A higher risk of breast cancer has been linked to two-hormone, or combination, contraceptives, which use both estrogen and progestogen.
Although research on the associations between progestogen-only contraceptives and breast cancer has been sparse, their use has increased significantly over the past ten years.
According to the study, which was written up in the medical journal PLOS Medicine, the risk of breast cancer in women taking hormonal contraceptives that contained both progestogen and estrogen was roughly equivalent to that of women using progestogen-only.
The study found that women who take hormonal contraceptives have a 20–30% increased risk of breast cancer compared to women who do not.
The results echo those that were previously reported, notably in a sizable study from 1996.
Regardless of the mode of delivery—oral pill, IUD, implant, or injection—or whether it is a combination pill or a progestogen alone, the risk is essentially the same.
The authors of the study calculated the absolute excess risk associated with hormonal contraceptives, taking into account that the risk of breast cancer rises with age.
According to them, eight instances of breast cancer per 100,000 women who used hormonal contraception for five years between the ages of 16 and 20 constituted eight cases.
It was 265 instances per 100,000 people aged 35 to 39.
“Nobody wants to hear that something that they’re taking is going to increase their risk of breast cancer by 25 percent,” said Gillian Reeves, a professor of statistical epidemiology at the University of Oxford and a co-author of the study.
“What we’re talking about here is very small increase in absolute risk,” Reeves said.
“These increases in risk for breast cancer have to, of course, be viewed in the context of what we know about the many benefits of taking hormonal contraceptives,” she added.
“Not just in terms of birth control, but also because we know that oral contraceptives actually provide quite substantial and long term protection from other female cancers, such as ovarian cancer and endometrial cancer.”
The study also confirmed, as have other studies, that a woman’s chance of developing breast cancer decreases in the years after her cessation of chemical contraception.
The results, according to Stephen Duffy, a professor at Queen Mary University of London who was not involved in the study, were “reassuring in that the effect is modest.”

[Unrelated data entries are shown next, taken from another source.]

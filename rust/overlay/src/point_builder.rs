// This Source Code Form is subject to the terms of the Mozilla Public
// License, v. 2.0. If a copy of the MPL was not distributed with this
// file, You can obtain one at https://mozilla.org/MPL/2.0/.

//! Collects the point components of an overlay result.

use geo_lite_core::{Geometry, Location, Point, PointLocator};
use geo_lite_topology::PlanarGraph;
use tracing::debug;

use crate::op_code::{is_label_result_of_op, OpCode};

/// Emits result nodes not already covered by result lines or areas.
pub struct PointBuilder<'a> {
    op: OpCode,
    locator: PointLocator,
    /// Result lines and polygons built before the points.
    covering: &'a [Geometry],
}

impl<'a> PointBuilder<'a> {
    pub fn new(op: OpCode, locator: PointLocator, covering: &'a [Geometry]) -> Self {
        Self { op, locator, covering }
    }

    pub fn build(&self, graph: &mut PlanarGraph) -> Vec<Point> {
        let mut points = Vec::new();
        for key in graph.nodes.keys() {
            if graph.nodes[key].in_result || graph.is_incident_edge_in_result(key) {
                continue;
            }
            let node = &mut graph.nodes[key];
            // nodes with edges only produce points where the inputs touch
            if node.star.degree() > 0 && self.op != OpCode::Intersection {
                continue;
            }
            if !is_label_result_of_op(&node.label, self.op) {
                continue;
            }
            let coord = node.coordinate();
            let covered = self
                .covering
                .iter()
                .any(|g| self.locator.locate(&coord, g) != Location::Exterior);
            if !covered {
                node.in_result = true;
                points.push(Point::new(coord));
            }
        }
        debug!(op = %self.op, points = points.len(), "built result points");
        points
    }
}

#[cfg(test)]
mod tests {
    use super::*;
    use geo_lite_core::Coordinate;
    use geo_lite_core::LineString;
    use geo_lite_core::Location::{Exterior, Interior};

    fn graph_with_point(loc0: Location, loc1: Location) -> PlanarGraph {
        let mut graph = PlanarGraph::new();
        let key = graph.add_node(Coordinate::new_z(1.0, 1.0, 5.0));
        graph.nodes[key].set_label(0, Some(loc0));
        graph.nodes[key].set_label(1, Some(loc1));
        graph
    }

    #[test]
    fn isolated_node_follows_the_operation() {
        let mut graph = graph_with_point(Interior, Exterior);
        let pts = PointBuilder::new(OpCode::Union, PointLocator::default(), &[]).build(&mut graph);
        assert_eq!(pts.len(), 1);
        assert_eq!(pts[0].coord.and_then(|c| c.z), Some(5.0));

        let mut graph = graph_with_point(Interior, Exterior);
        let pts = PointBuilder::new(OpCode::Intersection, PointLocator::default(), &[]).build(&mut graph);
        assert!(pts.is_empty());
    }

    #[test]
    fn point_on_result_line_is_dropped() {
        let mut graph = graph_with_point(Interior, Interior);
        let line: Geometry = LineString::from(vec![(0.0, 0.0), (2.0, 2.0)]).into();
        let pts = PointBuilder::new(OpCode::Union, PointLocator::default(), &[line]).build(&mut graph);
        assert!(pts.is_empty());
    }
}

In the United Kingdom, where the use of progestogen-only contraceptives is now as common as the combined technique, the study included data from over 10,000 women under the age of 50 who got breast cancer between 1996 and 2017.
Reeves cited a number of reasons for the rising popularity of progestogen-only contraception.
They are advised for breastfeeding mothers, women who may be at risk for cardiovascular issues, and smokers over the age of 35.
“It might just be because women are taking hormonal contraceptives possibly into later years now,” Reeves said.
“So they are naturally at higher risk of those other conditions for which risk is increased with combined contraceptives.”